Впрочем, я начала преподавать значительно раньше – лет за двенадцать до того, как покинула сцену. Директором балетной школы Большого театра был тогда Петр Гусев, мой партнер в «Бахчисарайском фонтане». Он-то и предложил мне вести класс. Но сначала устроил нечто вроде экзамена – сидел мудрым филином на моем первом уроке. Волнуясь, я провела его из рук вон плохо. Гусев это понял и все-таки взял меня.
Поначалу мой интерес к педагогике, не стану лукавить, подогревался страхом. Подобное случается у многих балерин. «А что я буду делать, когда проклятый возраст лишит меня сценической привлекательности? – думала я, и холодные мурашки ползли по ногам, укутанным в шерстяные гамаши. – А если сломаю ногу или поразит еще какой недуг? Тогда конец работе?»
Но вскоре я забыла о своих первоначальных мотивах, погрузившись в полноводную реку балетной педагогики – с наслаждением, с предвкушением собственной удачи.
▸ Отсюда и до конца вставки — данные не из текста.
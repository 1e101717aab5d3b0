//! Configuration loader for the `aqi-forecast` service.
//!
//! This module centralizes all runtime configuration values and their defaults,
//! loading from environment variables (with optional `.env` file support
//! provided by the caller). By consolidating configuration logic here, we
//! avoid scattering `env::var` calls throughout the codebase.
//!
use std::{env, net::SocketAddr, path::PathBuf, time::Duration};

use anyhow::{anyhow, Result};

use crate::ScalingPolicy;

/// Parse an optional environment variable into `$ty`, falling back to a default.
macro_rules! parse_env {
    ($lookup:expr, $var_name:expr, $ty:ty, $default:expr) => {
        $lookup($var_name)
            .map(|v| v.trim().parse::<$ty>())
            .transpose()
            .map_err(|e| anyhow!("Invalid {}: {}", $var_name, e))?
            .unwrap_or($default)
    };
}

/// Parse a required string environment variable.
macro_rules! require_env {
    ($lookup:expr, $var_name:expr) => {
        $lookup($var_name)
            .ok_or_else(|| anyhow!("{} must be set in .env or environment", $var_name))?
    };
}

/// Strongly typed application configuration.
///
/// All fields are immutable after loading, ensuring a consistent configuration
/// snapshot for the lifetime of the application.
#[derive(Debug, Clone)]
pub struct Config {
    // ---
    /// Address the HTTP listener binds to.
    pub bind_addr: SocketAddr,

    /// Serialized model weights.
    pub model_path: PathBuf,

    /// Serialized fitted scaler.
    pub scaler_path: PathBuf,

    /// Local CSV dataset served by `/history`.
    pub history_path: PathBuf,

    /// External JSON endpoint served through `/data`.
    pub live_data_url: String,

    /// Timeout for the outbound live-data request, in seconds.
    pub live_data_timeout_secs: u32,

    /// Where the scaler sits in the inference pipeline.
    pub scaling_policy: ScalingPolicy,

    /// Scaler column holding AQI, used to invert the model output.
    pub aqi_target_feature: usize,

    /// Allow every origin, method and header.
    pub cors_permissive: bool,
}

/// Load configuration from environment variables with defaults.
///
/// Required:
/// - `LIVE_DATA_URL` – external live-data JSON endpoint
///
/// Optional:
/// - `BIND_ADDR` – listener address (default: `0.0.0.0:8000`)
/// - `MODEL_PATH` – model weights (default: `model/lstm_aqi_model.json`)
/// - `SCALER_PATH` – fitted scaler (default: `model/aqi_scaler.json`)
/// - `HISTORY_CSV_PATH` – history dataset (default: `data/aqi_history.csv`)
/// - `LIVE_DATA_TIMEOUT_SECS` – outbound timeout (default: 10)
/// - `SCALING_POLICY` – `inverse_output` or `scale_input` (default: `inverse_output`)
/// - `AQI_TARGET_FEATURE` – AQI column of the scaler (default: 2)
/// - `CORS_PERMISSIVE` – allow-all CORS layer (default: true)
///
/// Returns an error if any required variable is missing or invalid.
pub fn load_from_env() -> Result<Config> {
    load_with(|key| env::var(key).ok())
}

/// Same as [`load_from_env`], reading values through `lookup`.
pub fn load_with<F>(lookup: F) -> Result<Config>
where
    F: Fn(&str) -> Option<String>,
{
    // ---
    let live_data_url = require_env!(lookup, "LIVE_DATA_URL");
    let bind_addr = parse_env!(
        lookup,
        "BIND_ADDR",
        SocketAddr,
        SocketAddr::from(([0, 0, 0, 0], 8000))
    );
    let model_path = parse_env!(
        lookup,
        "MODEL_PATH",
        PathBuf,
        PathBuf::from("model/lstm_aqi_model.json")
    );
    let scaler_path = parse_env!(
        lookup,
        "SCALER_PATH",
        PathBuf,
        PathBuf::from("model/aqi_scaler.json")
    );
    let history_path = parse_env!(
        lookup,
        "HISTORY_CSV_PATH",
        PathBuf,
        PathBuf::from("data/aqi_history.csv")
    );
    let live_data_timeout_secs = parse_env!(lookup, "LIVE_DATA_TIMEOUT_SECS", u32, 10);
    let scaling_policy = parse_env!(
        lookup,
        "SCALING_POLICY",
        ScalingPolicy,
        ScalingPolicy::InverseOutput
    );
    let aqi_target_feature = parse_env!(lookup, "AQI_TARGET_FEATURE", usize, 2);
    let cors_permissive = parse_env!(lookup, "CORS_PERMISSIVE", bool, true);

    Ok(Config {
        bind_addr,
        model_path,
        scaler_path,
        history_path,
        live_data_url,
        live_data_timeout_secs,
        scaling_policy,
        aqi_target_feature,
        cors_permissive,
    })
}

impl Config {
    /// Outbound live-data timeout as a [`Duration`].
    pub fn live_data_timeout(&self) -> Duration {
        Duration::from_secs(u64::from(self.live_data_timeout_secs))
    }

    /// Log the loaded configuration for debugging purposes.
    pub fn log_config(&self) {
        // ---
        tracing::info!("Configuration loaded:");
        tracing::info!("  BIND_ADDR              : {}", self.bind_addr);
        tracing::info!("  MODEL_PATH             : {}", self.model_path.display());
        tracing::info!("  SCALER_PATH            : {}", self.scaler_path.display());
        tracing::info!("  HISTORY_CSV_PATH       : {}", self.history_path.display());
        tracing::info!("  LIVE_DATA_URL          : {}", self.live_data_url);
        tracing::info!("  LIVE_DATA_TIMEOUT_SECS : {}", self.live_data_timeout_secs);
        tracing::info!("  SCALING_POLICY         : {}", self.scaling_policy);
        tracing::info!("  AQI_TARGET_FEATURE     : {}", self.aqi_target_feature);
        tracing::info!("  CORS_PERMISSIVE        : {}", self.cors_permissive);
    }
}
use axum::{extract::State, routing::get, Json, Router};
use tracing::{error, info};

use crate::{AppState, LiveReading};

// ---

pub fn router() -> Router<AppState> {
    // ---
    Router::new().route("/data", get(handler))
}

/// Handle `GET /data`.
///
/// Any upstream failure (timeout, bad status, malformed JSON) degrades to the
/// zeroed "Unavailable" payload with an `error` field.
async fn handler(State(state): State<AppState>) -> Json<LiveReading> {
    // ---
    match state.live.fetch().await {
        Ok(reading) => {
            info!(
                "GET /data - AQI {} ({}), {} history points",
                reading.aqi,
                reading.category,
                reading.history.len()
            );
            Json(reading)
        }
        Err(e) => {
            error!("GET /data - failed to fetch live data: {}", e);
            Json(LiveReading::unavailable(e.to_string()))
        }
    }
}
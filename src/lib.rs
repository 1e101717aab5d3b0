//! `aqi-forecast`: HTTP inference service for the AQI forecaster.
//!
//! The crate is split along the Explicit Module Boundary Pattern (EMBP):
//! each module owns one concern and the crate root re-exports what the
//! route handlers need, so `routes/*.rs` only ever import from `crate`.
//!
//! - `config`    – environment-driven configuration
//! - `model`     – LSTM regressor rebuilt from exported weights
//! - `scaler`    – fitted feature scaler
//! - `artifacts` – loads model + scaler as one unit, runs the pipeline
//! - `history`   – CSV dataset behind `/history`
//! - `live`      – outbound client behind `/data`
//! - `routes`    – the HTTP surface

pub mod artifacts;
pub mod config;
pub mod error;
pub mod history;
pub mod live;
pub mod model;
pub mod models;
pub mod routes;
pub mod scaler;

pub use artifacts::{load_artifacts, ArtifactBundle, Artifacts, ScalingPolicy};
pub use config::Config;
pub use error::{HistoryError, LiveDataError, PredictError};
pub use history::HistoryTable;
pub use live::LiveDataClient;
pub use models::{
    HealthResponse, HistoryFailure, HistoryRecord, LiveReading, PredictRequest, PredictResponse,
};
pub use routes::{router, AppState, ROUTE_PATHS};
Мне несказанно повезло: с первых шагов на пуантах меня окружали величайшие учителя русского балета.
Я из класса Тихомирова[17]. Как и плеяда блистательных звезд: Мордкин, Кригер, Новиков, Кандаурова, Балашова, Свобода, Волинин, Подгорецкая, Абрамова… Раскатистый баритон Василия Дмитриевича Тихомирова звучал в стенах московского хореографического училища сорок лет.
Тихомиров, замечательный мой учитель… Его стиль преподавания отличало гармоничное слияние петербургской школы, с присущей ей строгостью и приверженностью канонам, и школы московской, отдававшей предпочтение эмоциональности танца. Правда, знаю, что Тихомиров тяготел к Москве.